Conventional phacoemulsification cataract surgery (CPCS) is the most common surgical treatment for cataract. CPCS is generally effective for cataract but may cause a few complications, such as elevated intraocular pressure and macular edema, probably due to the heat generated by ultrasound during the procedure. Femtosecond laser-assisted cataract surgery (FLACS), a new technology that was firstly introduced in 2008, has shown promising treatment outcomes. To date, many studies have attempted to compare the outcome and complications of FLACS and CPCS. Some studies have shown better visual acuity recovery and lower endothelial cell loss after FLACS when compared with CPCS, whereas others have detected no significant difference between the two technologies.


Compare the outcomes and postoperative complications between femtosecond laser-assisted cataract surgery (FLACS) and conventional phacoemulsification cataract surgery (CPCS)

Main findings:

A total of 10 trials were included in the analysis, including eight from European countries, one from China, and one from Tasmania. Authors note generation of the randomization sequence was adequate in four trials. Blinding design was described in none of the enrolled studies. One study had a high risk of selective reporting because the author did not report all the outcome data that were described in the protocol.

Authors report that refractive outcomes (MD = −0.21, 95% Confidence Interval (CI): −0.39~0.03, P = 0 02) were significantly improved after FLACS. Although corneal endothelial cell loss was not significantly reduced after FLACS, there was a trend towards lower corneal endothelial cell loss (mean difference (MD) = 197.82, 95% confidence interval (CI): 2.66~392.97, P = 0 05) after FLACS. Authors reported no significant difference in uncorrected distance visual acuity (UDVA) (MD = −0.01, 95% CI: −0.13~0.10, P = 0 80) or corrected distance visual acuity (CDVA) (MD = −0.03, 95% CI: 0.07~0.00, P = 0 09) between the two surgeries. Findings also showed that elevated intraocular pressure and macular edema were most commonly developed complications after cataract surgery, and the incidence of these complications associated with the two surgeries was similar.


Studies meeting the following criteria were included in the meta-analysis: (1) studies designed as prospective studies; (2) cataract patients were divided into FLACS and CPCS groups; (3) at least one of the following outcomes was reported: corneal endothelial cell counts, central corneal thickness, UDVA, CDVA, and refractive outcomes. Only the study with the longest follow-up time was included if the data was used in several studies.

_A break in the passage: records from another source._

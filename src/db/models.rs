use chrono::NaiveDateTime;
use serde::{Deserialize, Serialize, Serializer};
use sqlx::sqlite::SqliteRow;
use sqlx::{FromRow, Row};
use std::str::FromStr;

/// Messages longer than this many characters get a truncated preview.
pub const PREVIEW_CHARS: usize = 100;

#[derive(Debug, Clone, Copy, Serialize, Deserialize, PartialEq, Eq)]
#[serde(rename_all = "lowercase")]
pub enum MessageStatus {
    Unread,
    Read,
}

impl MessageStatus {
    pub fn as_str(self) -> &'static str {
        match self {
            MessageStatus::Unread => "unread",
            MessageStatus::Read => "read",
        }
    }
}

#[derive(Debug, thiserror::Error)]
#[error("unknown message status `{0}`")]
pub struct UnknownStatus(String);

impl FromStr for MessageStatus {
    type Err = UnknownStatus;

    fn from_str(s: &str) -> Result<Self, Self::Err> {
        match s {
            "unread" => Ok(MessageStatus::Unread),
            "read" => Ok(MessageStatus::Read),
            other => Err(UnknownStatus(other.to_string())),
        }
    }
}

// Stored timestamps are UTC without an offset; emit them as `...Z`.
fn as_utc<S: Serializer>(value: &NaiveDateTime, s: S) -> Result<S::Ok, S::Error> {
    value.and_utc().serialize(s)
}

fn as_utc_opt<S: Serializer>(value: &Option<NaiveDateTime>, s: S) -> Result<S::Ok, S::Error> {
    value.map(|v| v.and_utc()).serialize(s)
}

#[derive(Debug, Clone, Serialize, PartialEq)]
pub struct ContactMessage {
    pub id: i64,
    pub name: String,
    pub email: String,
    pub message: String,
    #[serde(serialize_with = "as_utc")]
    pub created_at: NaiveDateTime,
    pub status: MessageStatus,
    pub ip_address: Option<String>,
    pub user_agent: Option<String>,
}

impl ContactMessage {
    pub(crate) fn from_sqlite_row(row: &SqliteRow) -> Result<Self, sqlx::Error> {
        let status_str: String = row.try_get("status")?;
        let status = status_str
            .parse::<MessageStatus>()
            .map_err(|e| sqlx::Error::Decode(Box::new(e)))?;

        Ok(ContactMessage {
            id: row.try_get("id")?,
            name: row.try_get("name")?,
            email: row.try_get("email")?,
            message: row.try_get("message")?,
            created_at: row.try_get("created_at")?,
            status,
            ip_address: row.try_get("ip_address")?,
            user_agent: row.try_get("user_agent")?,
        })
    }
}

/// Fields supplied by a public contact-form submission.
#[derive(Debug, Clone)]
pub struct NewContact {
    pub name: String,
    pub email: String,
    pub message: String,
    pub ip_address: Option<String>,
    pub user_agent: Option<String>,
}

/// Row shape of the admin dashboard's recent-messages list.
#[derive(Debug, Clone, Serialize, PartialEq)]
pub struct RecentContact {
    pub id: i64,
    pub name: String,
    pub email: String,
    pub preview: String,
    pub message: String,
    #[serde(serialize_with = "as_utc")]
    pub created_at: NaiveDateTime,
    pub status: MessageStatus,
    pub ip_address: Option<String>,
}

impl From<ContactMessage> for RecentContact {
    fn from(c: ContactMessage) -> Self {
        Self {
            id: c.id,
            name: c.name,
            email: c.email,
            preview: preview_of(&c.message),
            message: c.message,
            created_at: c.created_at,
            status: c.status,
            ip_address: c.ip_address,
        }
    }
}

/// First [`PREVIEW_CHARS`] characters followed by `...`, or the whole message if it is short enough.
pub fn preview_of(message: &str) -> String {
    match message.char_indices().nth(PREVIEW_CHARS) {
        Some((cut, _)) => format!("{}...", &message[..cut]),
        None => message.to_string(),
    }
}

#[derive(Debug, Clone, Serialize, PartialEq, FromRow)]
pub struct DownloadLog {
    pub id: i64,
    pub ip_address: Option<String>,
    pub user_agent: Option<String>,
    #[serde(serialize_with = "as_utc")]
    pub downloaded_at: NaiveDateTime,
    pub file_name: String,
}

#[derive(Debug, Clone, Serialize, PartialEq, FromRow)]
pub struct DailyDownloads {
    pub date: String,
    pub count: i64,
}

#[derive(Debug, Clone, PartialEq, FromRow)]
pub struct AdminSessionRecord {
    pub session_id: String,
    pub user_id: String,
    pub created_at: NaiveDateTime,
    pub expires_at: NaiveDateTime,
    pub is_active: bool,
}

#[derive(Debug, Clone, Default, Serialize, PartialEq, FromRow)]
pub struct SiteStats {
    pub page_views: i64,
    pub unique_visitors: i64,
    pub total_contacts: i64,
    pub total_downloads: i64,
    #[serde(serialize_with = "as_utc_opt")]
    pub last_updated: Option<NaiveDateTime>,
}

In addition, non-original studies, including reviews, letters, and comments, were excluded.

PubMed, Embase, and Cochrane library, were systematically searched to identify eligible studies until September 2015. The search key words were used including “femtosecond” AND “phaco OR phacoemulsification OR phakoemulsification” AND “cataract.”

Two authors independently extracted data according to a predefined information sheet. The Cochrane risk assessments tool was used to evaluate the quality of studies, including random sequence generation, allocation concealment, blinding of participants and personnel, blinding of outcome assessment, incomplete outcome data, selective reporting, and other biases.

The pooled weighted mean differences (WMD) with 95% confidence intervals (CIs) were calculated to evaluate the differences between the two techniques. The potential heterogeneity across studies was evaluated by Cochran’s Q and I2 statistics. The random effect model was used in case of significant heterogeneity. Otherwise, the fixed effect model was used. Sensitivity analysis was performed through omitting one study each time to evaluate the stability of the meta-analysis.

Applicability/external validity:

Authors report that this study provided evidence supporting higher treatment efficacy of FLACS based on refractive stability and corneal endothelial cell protection. However, further studies are needed to validate their findings.

Geographic focus:

Authors did not discuss the applicability of findings to low- and middle-income countries.

Summary of quality assessment:

Overall low confidence was attributed in the conclusions about the effects of this study, as important limitations were identified. Although authors used appropriate methods to analyse findings of included studies, it is not clear from the review if authors used appropriate methods to screen studies for inclusion and authors did not conduct a thorough search of the literature to avoid publication bias.

Ye Z, Li Z, He S. A Meta-Analysis Comparing Postoperative Complications and Outcomes of Femtosecond Laser-Assisted Cataract Surgery versus Conventional Phacoemulsification for Cataract. J Ophthalmol. 2017;2017:3849152.